(Collection entries)
*** Block opens ***
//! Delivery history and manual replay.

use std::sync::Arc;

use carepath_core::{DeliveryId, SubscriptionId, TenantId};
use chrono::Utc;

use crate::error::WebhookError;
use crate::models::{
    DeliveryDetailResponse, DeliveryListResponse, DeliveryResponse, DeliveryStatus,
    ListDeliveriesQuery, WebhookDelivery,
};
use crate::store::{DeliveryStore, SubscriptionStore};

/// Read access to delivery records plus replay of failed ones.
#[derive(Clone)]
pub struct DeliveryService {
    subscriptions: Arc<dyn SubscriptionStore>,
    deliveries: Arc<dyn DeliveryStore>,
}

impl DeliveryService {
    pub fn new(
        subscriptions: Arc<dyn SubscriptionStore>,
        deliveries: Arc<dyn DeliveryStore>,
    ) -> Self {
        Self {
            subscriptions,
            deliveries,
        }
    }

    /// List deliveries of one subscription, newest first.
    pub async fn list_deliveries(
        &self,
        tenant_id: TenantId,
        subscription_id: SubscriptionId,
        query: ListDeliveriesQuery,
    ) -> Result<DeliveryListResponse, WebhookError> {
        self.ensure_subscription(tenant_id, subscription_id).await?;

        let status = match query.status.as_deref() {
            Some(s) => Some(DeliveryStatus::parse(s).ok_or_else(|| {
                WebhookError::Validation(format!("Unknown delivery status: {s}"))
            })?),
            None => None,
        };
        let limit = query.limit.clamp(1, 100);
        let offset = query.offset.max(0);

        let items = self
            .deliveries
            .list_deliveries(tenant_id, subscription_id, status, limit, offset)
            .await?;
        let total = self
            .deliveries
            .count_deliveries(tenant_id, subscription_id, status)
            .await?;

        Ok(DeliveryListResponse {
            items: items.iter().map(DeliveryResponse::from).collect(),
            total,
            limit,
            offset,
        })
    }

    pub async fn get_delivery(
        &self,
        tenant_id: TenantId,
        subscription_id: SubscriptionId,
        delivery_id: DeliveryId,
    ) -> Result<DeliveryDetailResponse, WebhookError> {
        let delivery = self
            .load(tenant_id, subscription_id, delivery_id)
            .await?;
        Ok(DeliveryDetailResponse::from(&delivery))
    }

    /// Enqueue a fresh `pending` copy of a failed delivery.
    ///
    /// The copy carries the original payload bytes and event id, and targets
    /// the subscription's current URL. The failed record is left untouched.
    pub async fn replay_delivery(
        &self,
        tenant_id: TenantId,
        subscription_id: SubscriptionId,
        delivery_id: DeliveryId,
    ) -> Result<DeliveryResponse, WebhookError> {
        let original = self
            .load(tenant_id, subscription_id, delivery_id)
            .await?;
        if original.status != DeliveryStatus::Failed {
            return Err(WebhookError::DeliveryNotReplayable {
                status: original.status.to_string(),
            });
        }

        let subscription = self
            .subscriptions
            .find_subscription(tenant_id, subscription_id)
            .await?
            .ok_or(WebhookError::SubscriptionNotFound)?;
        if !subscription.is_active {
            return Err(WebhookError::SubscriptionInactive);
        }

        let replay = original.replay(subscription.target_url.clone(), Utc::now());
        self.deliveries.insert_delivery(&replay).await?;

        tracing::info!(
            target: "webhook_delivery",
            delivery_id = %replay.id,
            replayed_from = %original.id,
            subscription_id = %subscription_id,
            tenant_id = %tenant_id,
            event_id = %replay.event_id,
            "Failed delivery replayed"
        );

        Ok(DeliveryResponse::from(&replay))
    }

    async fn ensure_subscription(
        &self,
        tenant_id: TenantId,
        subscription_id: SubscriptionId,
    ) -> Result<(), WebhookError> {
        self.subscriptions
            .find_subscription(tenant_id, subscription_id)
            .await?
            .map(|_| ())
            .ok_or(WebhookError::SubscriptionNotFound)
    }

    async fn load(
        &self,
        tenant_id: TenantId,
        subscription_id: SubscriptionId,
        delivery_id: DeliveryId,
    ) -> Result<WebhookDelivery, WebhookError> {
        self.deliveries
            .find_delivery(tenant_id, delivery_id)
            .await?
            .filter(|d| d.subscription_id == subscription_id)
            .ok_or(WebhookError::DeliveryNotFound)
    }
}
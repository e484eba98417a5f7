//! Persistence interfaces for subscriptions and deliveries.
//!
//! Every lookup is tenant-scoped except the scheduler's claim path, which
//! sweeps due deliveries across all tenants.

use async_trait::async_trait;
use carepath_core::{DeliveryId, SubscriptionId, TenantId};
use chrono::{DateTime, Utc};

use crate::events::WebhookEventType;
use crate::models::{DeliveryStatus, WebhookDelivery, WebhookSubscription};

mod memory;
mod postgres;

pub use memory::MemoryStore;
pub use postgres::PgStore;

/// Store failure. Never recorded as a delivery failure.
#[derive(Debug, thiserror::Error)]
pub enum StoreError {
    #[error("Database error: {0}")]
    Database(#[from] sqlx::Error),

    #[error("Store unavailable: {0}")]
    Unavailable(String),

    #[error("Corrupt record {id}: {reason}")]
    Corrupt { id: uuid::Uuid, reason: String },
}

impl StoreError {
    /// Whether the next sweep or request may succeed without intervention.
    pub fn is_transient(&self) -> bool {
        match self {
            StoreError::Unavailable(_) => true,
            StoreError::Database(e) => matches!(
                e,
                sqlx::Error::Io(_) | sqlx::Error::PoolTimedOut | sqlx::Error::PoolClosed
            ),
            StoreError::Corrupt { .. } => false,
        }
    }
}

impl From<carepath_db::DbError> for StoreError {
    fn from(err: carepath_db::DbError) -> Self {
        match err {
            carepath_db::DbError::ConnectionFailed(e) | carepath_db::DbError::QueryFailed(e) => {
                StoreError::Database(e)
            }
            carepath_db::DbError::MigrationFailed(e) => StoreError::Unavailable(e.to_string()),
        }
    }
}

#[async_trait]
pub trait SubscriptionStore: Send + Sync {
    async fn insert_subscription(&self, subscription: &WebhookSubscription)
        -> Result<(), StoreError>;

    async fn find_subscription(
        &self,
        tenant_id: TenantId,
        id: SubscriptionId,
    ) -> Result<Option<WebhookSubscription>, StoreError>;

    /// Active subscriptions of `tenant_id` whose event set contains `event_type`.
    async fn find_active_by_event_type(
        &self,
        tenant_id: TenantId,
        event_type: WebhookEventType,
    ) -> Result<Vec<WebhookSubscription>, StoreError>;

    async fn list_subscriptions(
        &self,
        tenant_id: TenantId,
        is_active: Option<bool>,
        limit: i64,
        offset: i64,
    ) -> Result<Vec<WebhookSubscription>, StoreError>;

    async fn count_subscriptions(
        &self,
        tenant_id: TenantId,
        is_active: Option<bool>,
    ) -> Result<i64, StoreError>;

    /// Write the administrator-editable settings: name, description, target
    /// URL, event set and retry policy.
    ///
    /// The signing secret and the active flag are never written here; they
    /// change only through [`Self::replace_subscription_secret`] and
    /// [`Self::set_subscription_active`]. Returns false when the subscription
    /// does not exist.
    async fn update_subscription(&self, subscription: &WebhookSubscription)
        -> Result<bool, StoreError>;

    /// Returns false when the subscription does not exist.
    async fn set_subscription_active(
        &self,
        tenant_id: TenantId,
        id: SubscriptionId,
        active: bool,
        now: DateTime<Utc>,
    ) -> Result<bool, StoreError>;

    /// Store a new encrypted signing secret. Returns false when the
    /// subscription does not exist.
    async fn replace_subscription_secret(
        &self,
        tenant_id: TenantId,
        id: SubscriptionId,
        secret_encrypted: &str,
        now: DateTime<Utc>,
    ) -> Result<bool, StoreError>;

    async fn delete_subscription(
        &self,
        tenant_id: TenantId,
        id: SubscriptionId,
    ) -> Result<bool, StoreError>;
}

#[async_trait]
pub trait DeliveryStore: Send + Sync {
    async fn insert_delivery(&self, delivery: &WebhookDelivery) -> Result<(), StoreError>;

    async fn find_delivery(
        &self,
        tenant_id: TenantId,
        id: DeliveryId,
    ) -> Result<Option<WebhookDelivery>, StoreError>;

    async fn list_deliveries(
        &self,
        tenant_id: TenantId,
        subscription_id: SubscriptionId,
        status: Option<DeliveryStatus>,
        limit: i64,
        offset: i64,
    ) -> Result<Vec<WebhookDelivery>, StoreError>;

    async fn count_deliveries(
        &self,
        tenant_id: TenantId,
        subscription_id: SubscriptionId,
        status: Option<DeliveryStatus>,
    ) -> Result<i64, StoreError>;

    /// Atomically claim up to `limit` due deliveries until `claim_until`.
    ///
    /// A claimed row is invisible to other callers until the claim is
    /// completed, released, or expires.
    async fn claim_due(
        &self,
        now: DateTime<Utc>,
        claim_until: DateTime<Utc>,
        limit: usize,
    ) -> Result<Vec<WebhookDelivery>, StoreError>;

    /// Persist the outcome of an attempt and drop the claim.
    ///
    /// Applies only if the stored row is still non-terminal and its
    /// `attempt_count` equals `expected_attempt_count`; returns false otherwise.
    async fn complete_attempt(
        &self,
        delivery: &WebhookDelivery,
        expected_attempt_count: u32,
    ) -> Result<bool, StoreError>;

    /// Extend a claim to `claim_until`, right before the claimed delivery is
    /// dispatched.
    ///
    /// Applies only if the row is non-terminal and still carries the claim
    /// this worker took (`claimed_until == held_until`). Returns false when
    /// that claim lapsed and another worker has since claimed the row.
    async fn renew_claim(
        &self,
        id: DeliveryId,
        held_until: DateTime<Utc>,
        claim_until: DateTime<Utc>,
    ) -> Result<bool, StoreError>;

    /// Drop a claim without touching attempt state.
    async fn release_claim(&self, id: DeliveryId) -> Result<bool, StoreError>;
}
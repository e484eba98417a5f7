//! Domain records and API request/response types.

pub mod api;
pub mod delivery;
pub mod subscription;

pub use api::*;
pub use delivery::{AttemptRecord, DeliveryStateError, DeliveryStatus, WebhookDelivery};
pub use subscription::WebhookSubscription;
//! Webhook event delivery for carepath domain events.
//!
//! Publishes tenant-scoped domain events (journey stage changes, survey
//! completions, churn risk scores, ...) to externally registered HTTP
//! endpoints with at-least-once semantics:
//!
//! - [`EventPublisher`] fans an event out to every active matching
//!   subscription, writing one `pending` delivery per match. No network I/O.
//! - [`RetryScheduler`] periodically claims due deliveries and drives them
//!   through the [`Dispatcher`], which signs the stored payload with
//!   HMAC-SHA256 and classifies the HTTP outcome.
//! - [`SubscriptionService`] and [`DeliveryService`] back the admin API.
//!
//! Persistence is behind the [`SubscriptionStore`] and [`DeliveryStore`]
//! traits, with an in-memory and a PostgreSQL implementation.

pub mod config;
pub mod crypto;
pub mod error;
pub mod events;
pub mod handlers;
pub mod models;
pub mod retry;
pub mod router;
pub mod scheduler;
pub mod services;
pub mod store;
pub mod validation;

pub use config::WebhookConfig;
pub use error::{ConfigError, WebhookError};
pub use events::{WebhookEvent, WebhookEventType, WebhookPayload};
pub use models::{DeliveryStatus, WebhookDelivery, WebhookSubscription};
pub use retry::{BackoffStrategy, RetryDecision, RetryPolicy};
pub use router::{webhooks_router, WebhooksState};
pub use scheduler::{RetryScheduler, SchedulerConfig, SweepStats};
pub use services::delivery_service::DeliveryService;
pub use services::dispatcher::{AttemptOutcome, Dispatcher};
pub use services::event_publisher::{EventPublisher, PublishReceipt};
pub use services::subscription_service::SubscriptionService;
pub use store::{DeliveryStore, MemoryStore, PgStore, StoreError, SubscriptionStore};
*** Block closes ***
- _Your assignment_
Only a word-for-word repetition of the lines from the one containing "pub mod handlers;" to the final line of the data above counts as the answer.

- _Worked solution_
pub mod handlers;
pub mod models;
pub mod retry;
pub mod router;
pub mod scheduler;
pub mod services;
pub mod store;
pub mod validation;

pub use config::WebhookConfig;
pub use error::{ConfigError, WebhookError};
pub use events::{WebhookEvent, WebhookEventType, WebhookPayload};
pub use models::{DeliveryStatus, WebhookDelivery, WebhookSubscription};
pub use retry::{BackoffStrategy, RetryDecision, RetryPolicy};
pub use router::{webhooks_router, WebhooksState};
pub use scheduler::{RetryScheduler, SchedulerConfig, SweepStats};
pub use services::delivery_service::DeliveryService;
pub use services::dispatcher::{AttemptOutcome, Dispatcher};
pub use services::event_publisher::{EventPublisher, PublishReceipt};
pub use services::subscription_service::SubscriptionService;
pub use store::{DeliveryStore, MemoryStore, PgStore, StoreError, SubscriptionStore};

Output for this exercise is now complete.